Warsaw, IN ###-###-####

574 ###-###-####

Confidential

January 10, 2014

Jeffery A. McCaulley

Dear Jeff:

This will confirm the termination of your employment by Zimmer, effective January 10, 2014. This letter and the attached material summarize important issues regarding severance and other benefits you may be eligible to receive as a result of your separation.

SEVERANCE

Zimmer’s standard severance benefit includes an amount representing a number of weeks of base pay based on years of service and an amount equal to the cost of continued health insurance coverage (“COBRA coverage”) for a certain number of weeks after your current coverage ends. Under the Zimmer Holdings, Inc. Restated Severance Plan (“Severance Plan”), dated March 2013, you would be eligible, subject to the terms of the Severance Plan, for a severance benefit of 7.5 weeks of base pay, which would equal $79,326.92, plus 7.5 weeks of COBRA subsidy, which would equal $2,217.41, for a total benefit of $81,989.66. Based upon your separation date, you would also be eligible, again subject to the terms of the Severance Plan, to receive the value of the bonus you would have received under Zimmer’s Executive Performance Incentive Plan had you remained employed on the payout date.

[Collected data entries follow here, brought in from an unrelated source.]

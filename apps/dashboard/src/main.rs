use std::{path::PathBuf, process::ExitCode};

use anyhow::{Context, Result};
use chrono::Utc;
use clap::{Parser, Subcommand};
use client_core::{DashboardController, FetchOutcome, HttpAgentInvoker, ShareOutcome};
use shared::domain::ConnectionStatus;
use tracing::info;
use tracing_subscriber::EnvFilter;

mod config;
mod render;

use config::load_settings;
use render::{render_connection, render_repositories};

#[derive(Parser, Debug)]
#[command(name = "dashboard")]
#[command(about = "Check GitHub connectivity, list repositories and share a summary via agents")]
struct Args {
    /// Path to a configuration file (defaults to ./dashboard.toml if present)
    #[arg(long, global = true)]
    config: Option<PathBuf>,

    /// Agent service endpoint (overrides config and environment)
    #[arg(long, global = true)]
    endpoint: Option<String>,

    /// Serve built-in sample repositories instead of calling the data agent
    #[arg(long, global = true)]
    sample: bool,

    #[command(subcommand)]
    command: Command,
}

#[derive(Subcommand, Debug, PartialEq)]
enum Command {
    /// Ask the data agent whether the GitHub account is connected
    Status,
    /// Fetch repositories and their recent commits
    Repos,
    /// Fetch repositories, then ask the manager agent to email a summary
    Share {
        #[arg(long)]
        to: String,
    },
}

#[tokio::main]
async fn main() -> ExitCode {
    tracing_subscriber::fmt()
        .with_env_filter(
            EnvFilter::try_from_default_env().unwrap_or_else(|_| EnvFilter::new("info")),
        )
        .with_writer(std::io::stderr)
        .init();

    match run(Args::parse()).await {
        Ok(true) => ExitCode::SUCCESS,
        Ok(false) => ExitCode::FAILURE,
        Err(err) => {
            eprintln!("error: {err:#}");
            ExitCode::FAILURE
        }
    }
}

/// Returns whether the requested action succeeded.
async fn run(args: Args) -> Result<bool> {
    let mut settings = load_settings(args.config.as_deref())?;
    if let Some(endpoint) = args.endpoint {
        settings.agent_endpoint = endpoint;
    }
    if args.sample {
        settings.use_sample_data = true;
    }

    let endpoint = settings.endpoint_url()?;
    info!(endpoint = %endpoint, sample = settings.use_sample_data, "starting dashboard");
    let invoker = HttpAgentInvoker::new(endpoint, settings.invoker_options())
        .context("failed to set up agent transport")?;
    let controller = DashboardController::new(invoker, settings.agents());
    controller.set_use_sample_data(settings.use_sample_data);

    match args.command {
        Command::Status => {
            controller.check_connection().await;
            let state = controller.snapshot();
            println!("{}", render_connection(&state));
            Ok(state.connection_status == ConnectionStatus::Connected)
        }
        Command::Repos => {
            let outcome = controller.fetch_repositories().await;
            print!(
                "{}",
                render_repositories(&controller.displayed_repositories(), Utc::now())
            );
            match outcome {
                FetchOutcome::Sample(_) | FetchOutcome::Loaded(_) => Ok(true),
                FetchOutcome::Failed(message) => {
                    eprintln!("{message}");
                    Ok(false)
                }
            }
        }
        Command::Share { to } => {
            if let FetchOutcome::Failed(message) = controller.fetch_repositories().await {
                eprintln!("{message}");
            }
            match controller.share_via_email(&to).await {
                ShareOutcome::Sent(message) => {
                    println!("{message}");
                    Ok(true)
                }
                ShareOutcome::Rejected(message) | ShareOutcome::Failed(message) => {
                    eprintln!("{message}");
                    Ok(false)
                }
            }
        }
    }
}
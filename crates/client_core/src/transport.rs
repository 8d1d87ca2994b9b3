//! HTTP transport to the agent service.

use std::time::Duration;

use async_trait::async_trait;
use reqwest::Client;
use shared::{
    domain::AgentId,
    error::{AgentCallError, CallErrorKind},
    protocol::{AgentEnvelope, AgentRequest, AgentResult},
};
use tracing::debug;
use url::Url;

use crate::AgentInvoker;

const API_KEY_HEADER: &str = "x-api-key";

#[derive(Debug, Clone, Default)]
pub struct HttpInvokerOptions {
    pub api_key: Option<String>,
    /// Applied per request; unset means the call waits for the service.
    pub request_timeout: Option<Duration>,
}

pub struct HttpAgentInvoker {
    http: Client,
    endpoint: Url,
    api_key: Option<String>,
}

impl HttpAgentInvoker {
    pub fn new(endpoint: Url, options: HttpInvokerOptions) -> Result<Self, AgentCallError> {
        let mut builder = Client::builder();
        if let Some(timeout) = options.request_timeout {
            builder = builder.timeout(timeout);
        }
        let http = builder.build().map_err(|err| {
            AgentCallError::new(
                CallErrorKind::Internal,
                format!("failed to build http client: {err}"),
            )
        })?;
        Ok(Self {
            http,
            endpoint,
            api_key: options.api_key.filter(|key| !key.is_empty()),
        })
    }

    pub fn endpoint(&self) -> &Url {
        &self.endpoint
    }
}

fn call_error(err: reqwest::Error) -> AgentCallError {
    let kind = if err.is_timeout() {
        CallErrorKind::Timeout
    } else if err.is_decode() {
        CallErrorKind::Decode
    } else {
        CallErrorKind::Transport
    };
    AgentCallError::new(kind, err.to_string())
}

#[async_trait]
impl AgentInvoker for HttpAgentInvoker {
    async fn invoke(&self, prompt: &str, agent_id: &AgentId) -> Result<AgentResult, AgentCallError> {
        let mut request = self
            .http
            .post(self.endpoint.clone())
            .json(&AgentRequest::new(prompt, agent_id.clone()));
        if let Some(api_key) = &self.api_key {
            request = request.header(API_KEY_HEADER, api_key);
        }

        let response = request.send().await.map_err(call_error)?;
        let status = response.status();
        let body = response.bytes().await.map_err(call_error)?;
        debug!(
            agent_id = %agent_id,
            status = status.as_u16(),
            bytes = body.len(),
            "agent call settled"
        );

        let http_failure = || {
            AgentResult::failure(format!(
                "agent service returned HTTP {}",
                status.as_u16()
            ))
        };
        match serde_json::from_slice::<AgentEnvelope>(&body) {
            Ok(envelope) if status.is_success() => Ok(envelope.into()),
            Ok(envelope) => match AgentResult::from(envelope) {
                failure @ AgentResult::Failure { error: Some(_) } => Ok(failure),
                _ => Ok(http_failure()),
            },
            Err(err) if status.is_success() => Err(AgentCallError::new(
                CallErrorKind::Decode,
                format!("invalid agent response: {err}"),
            )),
            Err(_) => Ok(http_failure()),
        }
    }
}

#[cfg(test)]
#[path = "tests/transport_tests.rs"]
mod tests;
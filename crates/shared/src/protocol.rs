use serde::{Deserialize, Serialize};
use serde_json::Value;

use crate::domain::AgentId;

/// Body posted to the agent service.
#[derive(Debug, Clone, PartialEq, Eq, Serialize, Deserialize)]
pub struct AgentRequest {
    pub message: String,
    pub agent_id: AgentId,
}

impl AgentRequest {
    pub fn new(message: impl Into<String>, agent_id: AgentId) -> Self {
        Self {
            message: message.into(),
            agent_id,
        }
    }
}

#[derive(Debug, Clone, Default, PartialEq, Serialize, Deserialize)]
pub struct AgentResponseBody {
    #[serde(default)]
    pub result: Option<Value>,
}

/// Envelope returned by the agent service:
/// `{success, response?: {result?}, error?}`.
#[derive(Debug, Clone, Default, PartialEq, Serialize, Deserialize)]
pub struct AgentEnvelope {
    #[serde(default)]
    pub success: bool,
    #[serde(default, skip_serializing_if = "Option::is_none")]
    pub response: Option<AgentResponseBody>,
    #[serde(default, skip_serializing_if = "Option::is_none")]
    pub error: Option<String>,
}

impl AgentEnvelope {
    pub fn ok(result: Value) -> Self {
        Self {
            success: true,
            response: Some(AgentResponseBody {
                result: Some(result),
            }),
            error: None,
        }
    }

    pub fn failed(error: impl Into<String>) -> Self {
        Self {
            success: false,
            response: None,
            error: Some(error.into()),
        }
    }
}

/// Settled outcome of one agent call.
#[derive(Debug, Clone, PartialEq)]
pub enum AgentResult {
    Success { result: Option<Value> },
    Failure { error: Option<String> },
}

impl AgentResult {
    pub fn success(result: Value) -> Self {
        Self::Success {
            result: Some(result),
        }
    }

    pub fn failure(error: impl Into<String>) -> Self {
        Self::Failure {
            error: Some(error.into()),
        }
    }

    pub fn is_success(&self) -> bool {
        matches!(self, Self::Success { .. })
    }
}

impl From<AgentEnvelope> for AgentResult {
    fn from(value: AgentEnvelope) -> Self {
        if value.success {
            Self::Success {
                result: value.response.and_then(|body| body.result),
            }
        } else {
            Self::Failure {
                error: value.error.filter(|e| !e.is_empty()),
            }
        }
    }
}
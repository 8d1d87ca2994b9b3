//! Built-in repositories served in sample data mode.

use chrono::{DateTime, Duration, SecondsFormat, Utc};
use shared::domain::{Commit, Repository};

fn stamp(now: DateTime<Utc>, ago: Duration) -> Option<String> {
    Some((now - ago).to_rfc3339_opts(SecondsFormat::Millis, true))
}

fn commit(now: DateTime<Utc>, message: &str, author: &str, ago: Duration) -> Commit {
    Commit {
        message: Some(message.to_string()),
        author: Some(author.to_string()),
        timestamp: stamp(now, ago),
    }
}

fn repository(
    now: DateTime<Utc>,
    name: &str,
    description: &str,
    language: &str,
    stars: u64,
    updated_ago: Duration,
    commits: Vec<Commit>,
) -> Repository {
    Repository {
        name: Some(name.to_string()),
        description: Some(description.to_string()),
        language: Some(language.to_string()),
        stars,
        last_updated: stamp(now, updated_ago),
        commits,
    }
}

/// Five demo repositories with timestamps relative to `now`.
pub fn sample_repositories(now: DateTime<Utc>) -> Vec<Repository> {
    vec![
        repository(
            now,
            "awesome-nextjs-app",
            "A modern Next.js application with TypeScript, Tailwind CSS, and AI integration",
            "TypeScript",
            142,
            Duration::days(2),
            vec![
                commit(
                    now,
                    "feat: Add GitHub integration with OAuth support",
                    "johndoe",
                    Duration::hours(1),
                ),
                commit(
                    now,
                    "fix: Resolve email sending issue in production",
                    "johndoe",
                    Duration::hours(4),
                ),
                commit(
                    now,
                    "docs: Update README with deployment instructions",
                    "janedoe",
                    Duration::hours(8),
                ),
            ],
        ),
        repository(
            now,
            "react-dashboard",
            "Interactive analytics dashboard built with React and D3.js",
            "JavaScript",
            89,
            Duration::days(5),
            vec![
                commit(
                    now,
                    "refactor: Improve chart rendering performance",
                    "alexsmith",
                    Duration::days(2),
                ),
                commit(
                    now,
                    "feat: Add real-time data streaming support",
                    "alexsmith",
                    Duration::days(3),
                ),
            ],
        ),
        repository(
            now,
            "python-ml-toolkit",
            "Machine learning utilities and pre-trained models for common tasks",
            "Python",
            256,
            Duration::days(1),
            vec![
                commit(
                    now,
                    "feat: Add sentiment analysis model",
                    "mlexpert",
                    Duration::hours(12),
                ),
                commit(
                    now,
                    "test: Add comprehensive unit tests for NLP module",
                    "mlexpert",
                    Duration::hours(20),
                ),
                commit(
                    now,
                    "chore: Update dependencies to latest versions",
                    "dependabot",
                    Duration::days(1),
                ),
            ],
        ),
        repository(
            now,
            "api-gateway",
            "Scalable microservices gateway with rate limiting and authentication",
            "Go",
            321,
            Duration::days(3),
            vec![
                commit(
                    now,
                    "perf: Optimize request routing algorithm",
                    "backend-dev",
                    Duration::days(2),
                ),
                commit(
                    now,
                    "security: Implement JWT token validation",
                    "backend-dev",
                    Duration::days(3),
                ),
            ],
        ),
        repository(
            now,
            "mobile-chat-app",
            "Cross-platform messaging app with end-to-end encryption",
            "Dart",
            178,
            Duration::days(7),
            vec![
                commit(
                    now,
                    "feat: Add voice message support",
                    "mobile-team",
                    Duration::days(5),
                ),
                commit(
                    now,
                    "fix: Resolve notification delivery on iOS",
                    "mobile-team",
                    Duration::days(6),
                ),
            ],
        ),
    ]
}
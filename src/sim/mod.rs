//! Deterministic simulation module
//!
//! All gameplay logic lives here. This module must be pure and deterministic:
//! - One discrete step per tick
//! - Seeded RNG only
//! - Integer geometry throughout
//! - No rendering or platform dependencies

pub mod ai;
pub mod arena;
pub mod ball;
pub mod collision;
pub mod geometry;
pub mod paddle;
pub mod rally;

pub use ai::{ArtificialIntelligence, PaddleMove, Prediction};
pub use arena::Arena;
pub use ball::Ball;
pub use collision::{Collision, HitDetector, SweptAabb};
pub use geometry::{Rect, Side};
pub use paddle::Paddle;
pub use rally::{Controller, Match, Score, TickEvent, TickInput};
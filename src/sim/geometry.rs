//! Integer rectangle geometry shared by walls, paddles and the ball
//!
//! Origin is top-left and y grows downward. Positions and travel vectors are
//! `glam::IVec2`.

use glam::IVec2;
use serde::{Deserialize, Serialize};

/// One of the two players
#[derive(Debug, Clone, Copy, PartialEq, Eq, Hash, Serialize, Deserialize)]
pub enum Side {
    Left,
    Right,
}

impl Side {
    pub fn opposite(self) -> Self {
        match self {
            Side::Left => Side::Right,
            Side::Right => Side::Left,
        }
    }

    pub fn as_str(&self) -> &'static str {
        match self {
            Side::Left => "left",
            Side::Right => "right",
        }
    }
}

/// Axis-aligned rectangle with integer bounds
///
/// `width` and `height` are expected to be non-negative; nothing here checks it.
#[derive(Debug, Clone, Copy, PartialEq, Eq, Default, Serialize, Deserialize)]
pub struct Rect {
    pub x: i32,
    pub y: i32,
    pub width: i32,
    pub height: i32,
}

impl Rect {
    pub const fn new(x: i32, y: i32, width: i32, height: i32) -> Self {
        Self {
            x,
            y,
            width,
            height,
        }
    }

    /// Top-left corner
    #[inline]
    pub fn position(&self) -> IVec2 {
        IVec2::new(self.x, self.y)
    }

    #[inline]
    pub fn set_position(&mut self, position: IVec2) {
        self.x = position.x;
        self.y = position.y;
    }

    #[inline]
    pub fn size(&self) -> IVec2 {
        IVec2::new(self.width, self.height)
    }

    /// Exclusive right edge
    #[inline]
    pub fn right(&self) -> i32 {
        self.x + self.width
    }

    /// Exclusive bottom edge
    #[inline]
    pub fn bottom(&self) -> i32 {
        self.y + self.height
    }

    pub fn center(&self) -> IVec2 {
        IVec2::new(self.x + self.width / 2, self.y + self.height / 2)
    }

    /// Same size, moved so its top-left sits at `position`
    pub fn translated_to(&self, position: IVec2) -> Self {
        Self::new(position.x, position.y, self.width, self.height)
    }

    /// True when the interiors overlap; touching edges do not count
    pub fn intersects(&self, other: &Rect) -> bool {
        self.x < other.right()
            && other.x < self.right()
            && self.y < other.bottom()
            && other.y < self.bottom()
    }

    /// True when `other` lies entirely inside `self`
    pub fn contains(&self, other: &Rect) -> bool {
        other.x >= self.x
            && other.y >= self.y
            && other.right() <= self.right()
            && other.bottom() <= self.bottom()
    }
}
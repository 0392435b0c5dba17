//! Paddle as seen by the physics core
//!
//! The game loop owns paddle movement; the core only reads the rectangle.

use serde::{Deserialize, Serialize};

use super::geometry::{Rect, Side};

/// A player's paddle
#[derive(Debug, Clone, Copy, PartialEq, Eq, Serialize, Deserialize)]
pub struct Paddle {
    side: Side,
    rect: Rect,
}

impl Paddle {
    pub fn new(side: Side, rect: Rect) -> Self {
        Self { side, rect }
    }

    pub fn side(&self) -> Side {
        self.side
    }

    pub fn rect(&self) -> Rect {
        self.rect
    }

    pub fn x(&self) -> i32 {
        self.rect.x
    }

    pub fn y(&self) -> i32 {
        self.rect.y
    }

    pub(crate) fn set_y(&mut self, y: i32) {
        self.rect.y = y;
    }
}
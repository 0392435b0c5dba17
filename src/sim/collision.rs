//! Swept collision detection for axis-aligned rectangles
//!
//! The tricky part of the arena: a rectangle moving in a straight line for one
//! tick must stop at the first obstruction along its path, not merely be
//! tested at its end position. Everything is integer geometry, so the time of
//! impact is kept as an exact fraction and never rounded until the contact
//! point is produced.

use std::cmp::Ordering;

use glam::IVec2;
use serde::{Deserialize, Serialize};

use super::geometry::{Rect, Side};

/// Result of a swept collision check
#[derive(Debug, Clone, Copy, PartialEq, Eq, Serialize, Deserialize)]
pub struct Collision {
    /// The rectangle that was struck
    pub obstruction: Rect,
    /// Position (top-left) of the mover at first contact
    pub point: IVec2,
    /// The contact ends the rally (ball got past a paddle)
    pub game_ending: bool,
    /// Who won the rally, set together with `game_ending`
    pub winner: Option<Side>,
}

impl Collision {
    pub fn new(obstruction: Rect, point: IVec2) -> Self {
        Self {
            obstruction,
            point,
            game_ending: false,
            winner: None,
        }
    }

    /// Mark this contact as the end of the rally
    pub fn end_rally(&mut self, winner: Side) {
        self.game_ending = true;
        self.winner = Some(winner);
    }
}

/// Finds the earliest obstruction along a straight-line move
///
/// Implementations must not mutate anything observable; the arena may call
/// them any number of times per tick.
pub trait HitDetector {
    /// Sweep `mover` from its current position to `final_position` and return
    /// the first candidate it strikes, or `None` if the path is clear.
    fn check_obstructions(
        &self,
        candidates: &[Rect],
        mover: Rect,
        final_position: IVec2,
    ) -> Option<Collision>;
}

/// Exact swept AABB test (slab method on integer rationals)
#[derive(Debug, Clone, Copy, Default, PartialEq, Eq)]
pub struct SweptAabb;

impl HitDetector for SweptAabb {
    fn check_obstructions(
        &self,
        candidates: &[Rect],
        mover: Rect,
        final_position: IVec2,
    ) -> Option<Collision> {
        let travel = final_position - mover.position();
        if travel == IVec2::ZERO {
            return None;
        }

        let mut earliest: Option<(Toi, &Rect)> = None;
        for candidate in candidates {
            let Some(toi) = time_of_impact(&mover, travel, candidate) else {
                continue;
            };
            // Strictly earlier only: ties keep the first candidate listed
            if earliest.is_none_or(|(best, _)| toi < best) {
                earliest = Some((toi, candidate));
            }
        }

        earliest.map(|(toi, obstruction)| {
            Collision::new(*obstruction, toi.point_along(mover.position(), travel))
        })
    }
}

/// Time of impact as the exact fraction `num / den` of the tick, `den > 0`
#[derive(Debug, Clone, Copy)]
struct Toi {
    num: i64,
    den: i64,
}

impl Toi {
    const ZERO: Toi = Toi { num: 0, den: 1 };
    const ONE: Toi = Toi { num: 1, den: 1 };

    fn new(num: i32, den: i32) -> Self {
        debug_assert!(den > 0);
        Self {
            num: i64::from(num),
            den: i64::from(den),
        }
    }

    /// `start + travel * t`, each component truncated toward `start`
    fn point_along(self, start: IVec2, travel: IVec2) -> IVec2 {
        let along = |delta: i32| (i64::from(delta) * self.num / self.den) as i32;
        start + IVec2::new(along(travel.x), along(travel.y))
    }
}

impl PartialEq for Toi {
    fn eq(&self, other: &Self) -> bool {
        self.cmp(other) == Ordering::Equal
    }
}

impl Eq for Toi {}

impl PartialOrd for Toi {
    fn partial_cmp(&self, other: &Self) -> Option<Ordering> {
        Some(self.cmp(other))
    }
}

impl Ord for Toi {
    fn cmp(&self, other: &Self) -> Ordering {
        (self.num * other.den).cmp(&(other.num * self.den))
    }
}

/// When, along one axis, the moving interval overlaps the obstacle interval
enum Span {
    /// No travel on this axis and the intervals already overlap
    Always,
    /// No travel on this axis and the intervals never meet
    Never,
    /// Overlap holds strictly between the two parameters
    Between(Toi, Toi),
}

/// Mover interval `[start, start + len)` moving by `delta`, obstacle `[lo, hi)`
fn axis_span(start: i32, len: i32, delta: i32, lo: i32, hi: i32) -> Span {
    match delta.cmp(&0) {
        Ordering::Equal => {
            if start + len > lo && start < hi {
                Span::Always
            } else {
                Span::Never
            }
        }
        Ordering::Greater => Span::Between(
            Toi::new(lo - len - start, delta),
            Toi::new(hi - start, delta),
        ),
        Ordering::Less => Span::Between(
            Toi::new(start - hi, -delta),
            Toi::new(start + len - lo, -delta),
        ),
    }
}

/// First moment within the tick at which `mover` overlaps `obstacle`
///
/// A mover that already overlaps reports an impact at the start of the tick.
fn time_of_impact(mover: &Rect, travel: IVec2, obstacle: &Rect) -> Option<Toi> {
    let spans = [
        axis_span(mover.x, mover.width, travel.x, obstacle.x, obstacle.right()),
        axis_span(mover.y, mover.height, travel.y, obstacle.y, obstacle.bottom()),
    ];

    let mut window: Option<(Toi, Toi)> = None;
    for span in spans {
        match span {
            Span::Never => return None,
            Span::Always => {}
            Span::Between(enter, exit) => {
                window = Some(match window {
                    Some((e, x)) => (e.max(enter), x.min(exit)),
                    None => (enter, exit),
                });
            }
        }
    }

    let Some((enter, exit)) = window else {
        // Overlapping on both axes with no travel at all
        return Some(Toi::ZERO);
    };

    if enter < exit && enter < Toi::ONE && exit > Toi::ZERO {
        Some(enter.max(Toi::ZERO))
    } else {
        None
    }
}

In the interest of a mutually respectful parting of ways, and taking into account your senior executive status, Zimmer is willing to offer you an enhanced severance benefit as an exception to our policy and in lieu of the standard benefit under the Severance Plan. This enhanced severance offer totals six months of base pay, which equals $275,000, plus six months of COBRA subsidy, which equals $8,520.78, for a total severance offer of $283,520.78. It also includes payment of a 2013 bonus calculated in accordance with Zimmer’s Executive Performance Incentive Plan based upon your eligible earnings for 2013 and final bonus metric for 2013. Additionally, it includes up to $25,000 in outplacement services reimbursement as further explained below. The $283,520.78 will be paid to you in a lump sum, less applicable tax withholdings, as soon as administratively feasible following receipt of the executed General Release that is attached and expiration of a seven-day rescission period, assuming you do not rescind the General Release within that period. The 2013 bonus equivalent will be paid to you, less applicable tax withholdings, in or around March 2014, again subject to receipt of an executed General Release without a timely rescission. This enhanced benefit will be provided to you in accordance with, and subject to, terms and provisions of the Severance Plan, with the sole exceptions from Severance Plan terms and provisions being the benefit amount, the timing of payment of the 2013 bonus equivalent, and provisions specific to the outplacement services benefit enhancement.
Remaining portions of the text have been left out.